EXERCISE INSTRUCTIONS> Can you find the lines of the listing that include "CartService" and copy every one?

═══ EXTRACTED ENTRIES ═══

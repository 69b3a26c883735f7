//! Storage backend errors. The cart itself never surfaces these to callers.

use thiserror::Error;

#[derive(Debug, Error)]
pub enum StorageError {
    #[error("storage i/o failed: {0}")]
    Io(#[from] std::io::Error),

    #[error("cart snapshot could not be (de)serialized: {0}")]
    Serialize(#[from] serde_json::Error),

    #[error("storage unavailable: {0}")]
    Unavailable(String),
}

pub type StorageResult<T> = Result<T, StorageError>;
mod card;
mod navbar;
mod page;
mod stepper;
mod toast_host;

pub use card::Card;
pub use navbar::Navbar;
pub use page::Page;
pub use stepper::QuantityStepper;
pub use toast_host::{show_toast, ToastHost};
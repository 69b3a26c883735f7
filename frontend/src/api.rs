//! HTTP client for the events backend.
use anyhow::{bail, Context};
use festbook_cart_core::Event;
use serde::Deserialize;

/// The backend answers either with a bare list or with a Spring-style page.
#[derive(Deserialize)]
#[serde(untagged)]
enum EventsPayload {
    List(Vec<Event>),
    Page { content: Vec<Event> },
}

/// Decode a `/api/events` response body.
pub fn parse_events(body: &str) -> anyhow::Result<Vec<Event>> {
    let payload: EventsPayload =
        serde_json::from_str(body).context("unexpected events response")?;
    Ok(match payload {
        EventsPayload::List(events) => events,
        EventsPayload::Page { content } => content,
    })
}

/// GET /api/events
pub async fn fetch_events(url: &str) -> anyhow::Result<Vec<Event>> {
    let resp = reqwest::get(url)
        .await
        .with_context(|| format!("could not reach {}", url))?;
    let status = resp.status();
    let text = resp.text().await.context("could not read events response")?;
    if !status.is_success() {
        bail!("Failed to fetch events: {} - {}", status, text);
    }
    let events = parse_events(&text)?;
    tracing::debug!(count = events.len(), "events fetched");
    Ok(events)
}
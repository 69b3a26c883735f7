//! FestBook cart core: line items, totals, persistence and change notification.
//!
//! The frontend owns one [`CartService`] per session and hands it to views; nothing
//! here is global.

mod error;
mod models;
mod notify;
mod service;
mod storage;
mod totals;

pub use error::{StorageError, StorageResult};
pub use models::{CartLineItem, Event, EventId, SeatType};
pub use notify::{CartSnapshot, CartSubscriber, SubscriberId, Subscribers};
pub use service::CartService;
pub use storage::{CartStore, FileStore, KeyValueStore, MemoryStore, CART_STORAGE_KEY};
pub use totals::{compute_total, item_count, normalize};

pub use rust_decimal::Decimal;
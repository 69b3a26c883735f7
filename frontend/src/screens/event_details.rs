use dioxus::prelude::*;
use festbook_cart_core::{CartLineItem, Event, SeatType};
use crate::format::{format_event_date, format_inr};
use crate::storage::Cart;
use crate::theme::palette;
use crate::toast::{ToastKind, ToastQueue};
use crate::widgets::{show_toast, Card, Page, QuantityStepper};

/// Seats at or below this count get a "tickets left" warning.
const LOW_STOCK_THRESHOLD: u32 = 10;

#[component]
pub fn EventDetailsScreen(
    is_dark: bool,
    event: Event,
    on_back: EventHandler<()>,
    on_view_cart: EventHandler<()>,
) -> Element {
    let mut cart = use_context::<Signal<Cart>>();
    let toasts = use_context::<Signal<ToastQueue>>();
    let mut quantity = use_signal(|| 1u32);
    let mut seat = use_signal(SeatType::default);

    let p = palette(is_dark);
    let max_quantity = event.available_seats.max(1);
    let sold_out = event.is_sold_out();
    let low_stock = !sold_out && event.available_seats <= LOW_STOCK_THRESHOLD;
    let in_cart = cart.read().is_in_cart(&event.id, seat());
    let preview = CartLineItem::from_event(&event, quantity(), seat()).line_total();
    let date = event.date.as_deref().map(format_event_date).unwrap_or_default();
    let description = event.description.clone().unwrap_or_default();
    let to_add = event.clone();

    rsx! {
        Page { is_dark,
            button {
                onclick: move |_| on_back.call(()),
                style: "margin-bottom: 16px; background: none; border: none; color: {p.accent}; cursor: pointer;",
                "← Back to events"
            }
            Card { is_dark,
                if let Some(src) = event.image.clone() {
                    img { src: "{src}", alt: "{event.name}", style: "width: 100%; max-height: 320px; object-fit: cover; border-radius: 10px; margin-bottom: 16px;" }
                }
                h1 { style: "margin: 0 0 8px;", "{event.name}" }
                p { style: "color: {p.muted}; margin: 0 0 16px;", "{date}" }
                if !description.is_empty() {
                    p { style: "line-height: 1.5; margin-bottom: 16px;", "{description}" }
                }
                p { style: "margin-bottom: 4px;", "Available seats: {event.available_seats}" }
                if low_stock {
                    p { style: "color: {p.warning}; font-weight: 600;", "🎫 Only {event.available_seats} tickets left!" }
                }
            }
            Card { is_dark,
                if sold_out {
                    p { style: "color: {p.error}; font-weight: 600;", "Sold out" }
                } else {
                    div { style: "display: flex; flex-wrap: wrap; gap: 24px; align-items: center; margin-bottom: 16px;",
                        label { style: "display: flex; flex-direction: column; gap: 6px;",
                            span { style: "color: {p.muted}; font-size: 0.85rem;", "Seat type" }
                            select {
                                onchange: move |ev| seat.set(SeatType::parse(&ev.value()).unwrap_or_default()),
                                style: "padding: 8px; border-radius: 8px; border: 1px solid {p.border}; background: {p.background}; color: {p.on_surface};",
                                for st in SeatType::ALL {
                                    option { value: "{st.as_str()}", selected: st == seat(), "{st.label()}" }
                                }
                            }
                        }
                        div { style: "display: flex; flex-direction: column; gap: 6px;",
                            span { style: "color: {p.muted}; font-size: 0.85rem;", "Tickets" }
                            QuantityStepper {
                                is_dark,
                                value: quantity(),
                                min: 1,
                                max: max_quantity,
                                on_change: move |q: u32| quantity.set(q.clamp(1, max_quantity)),
                            }
                        }
                        div { style: "display: flex; flex-direction: column; gap: 6px;",
                            span { style: "color: {p.muted}; font-size: 0.85rem;", "Price" }
                            span { style: "font-size: 1.25rem; font-weight: 700; color: {p.accent};", "{format_inr(preview)}" }
                        }
                    }
                    div { style: "display: flex; gap: 12px; align-items: center;",
                        button {
                            onclick: move |_| {
                                let existed = cart.read().is_in_cart(&to_add.id, seat());
                                cart.write().add_item(&to_add, quantity(), seat());
                                if existed {
                                    show_toast(toasts, ToastKind::Info, "Cart updated!");
                                } else {
                                    show_toast(toasts, ToastKind::Success, "Added to cart!");
                                }
                            },
                            style: "padding: 12px 24px; border-radius: 8px; border: none; background: {p.accent}; color: {p.on_accent}; font-weight: 600; cursor: pointer;",
                            "Add to Cart"
                        }
                        if in_cart {
                            span { style: "color: {p.success}; font-weight: 600;", "✓ In cart" }
                            button {
                                onclick: move |_| on_view_cart.call(()),
                                style: "background: none; border: none; color: {p.accent}; cursor: pointer;",
                                "View cart →"
                            }
                        }
                    }
                }
            }
        }
    }
}
//! Change notification: views subscribe and get the latest cart snapshot after every mutation.

use crate::models::CartLineItem;
use rust_decimal::Decimal;

/// Read-only view of the cart handed to subscribers and UI code.
#[derive(Clone, Debug, Default, PartialEq)]
pub struct CartSnapshot {
    pub items: Vec<CartLineItem>,
    pub total: Decimal,
    pub item_count: u64,
}

/// Anything that wants to hear about cart changes.
pub trait CartSubscriber {
    fn on_cart_changed(&mut self, snapshot: &CartSnapshot);
}

impl<F> CartSubscriber for F
where
    F: FnMut(&CartSnapshot),
{
    fn on_cart_changed(&mut self, snapshot: &CartSnapshot) {
        self(snapshot)
    }
}

/// Handle returned by `subscribe`, used to unsubscribe.
#[derive(Clone, Copy, Debug, PartialEq, Eq, Hash)]
pub struct SubscriberId(u64);

/// Ordered subscriber list. Delivery order is registration order.
#[derive(Default)]
pub struct Subscribers {
    next_id: u64,
    entries: Vec<(SubscriberId, Box<dyn CartSubscriber>)>,
}

impl Subscribers {
    pub fn new() -> Self {
        Self::default()
    }

    pub fn add(&mut self, subscriber: impl CartSubscriber + 'static) -> SubscriberId {
        let id = SubscriberId(self.next_id);
        self.next_id += 1;
        self.entries.push((id, Box::new(subscriber)));
        id
    }

    /// Returns false if `id` was not registered (or already removed).
    pub fn remove(&mut self, id: SubscriberId) -> bool {
        let before = self.entries.len();
        self.entries.retain(|(entry_id, _)| *entry_id != id);
        self.entries.len() != before
    }

    pub fn is_empty(&self) -> bool {
        self.entries.is_empty()
    }

    /// Deliver `snapshot` to every subscriber, synchronously.
    pub fn notify(&mut self, snapshot: &CartSnapshot) {
        for (_, subscriber) in self.entries.iter_mut() {
            subscriber.on_cart_changed(snapshot);
        }
    }
}

impl std::fmt::Debug for Subscribers {
    fn fmt(&self, f: &mut std::fmt::Formatter<'_>) -> std::fmt::Result {
        f.debug_struct("Subscribers")
            .field("count", &self.entries.len())
            .finish()
    }
}

#[cfg(test)]
mod tests {
    use super::*;
    use std::cell::RefCell;
    use std::rc::Rc;

    #[test]
    fn notifies_in_registration_order_and_stops_after_remove() {
        let log = Rc::new(RefCell::new(Vec::new()));
        let mut subs = Subscribers::new();

        let first = {
            let log = log.clone();
            subs.add(move |s: &CartSnapshot| log.borrow_mut().push(("first", s.item_count)))
        };
        {
            let log = log.clone();
            subs.add(move |s: &CartSnapshot| log.borrow_mut().push(("second", s.item_count)));
        }

        subs.notify(&CartSnapshot { item_count: 1, ..Default::default() });
        assert!(subs.remove(first));
        assert!(!subs.remove(first));
        subs.notify(&CartSnapshot { item_count: 2, ..Default::default() });

        assert_eq!(
            *log.borrow(),
            vec![("first", 1), ("second", 1), ("second", 2)]
        );
    }
}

═══

ANSWER BOX>
//! The frontend owns one [`CartService`] per session and hands it to views; nothing
pub use service::CartService;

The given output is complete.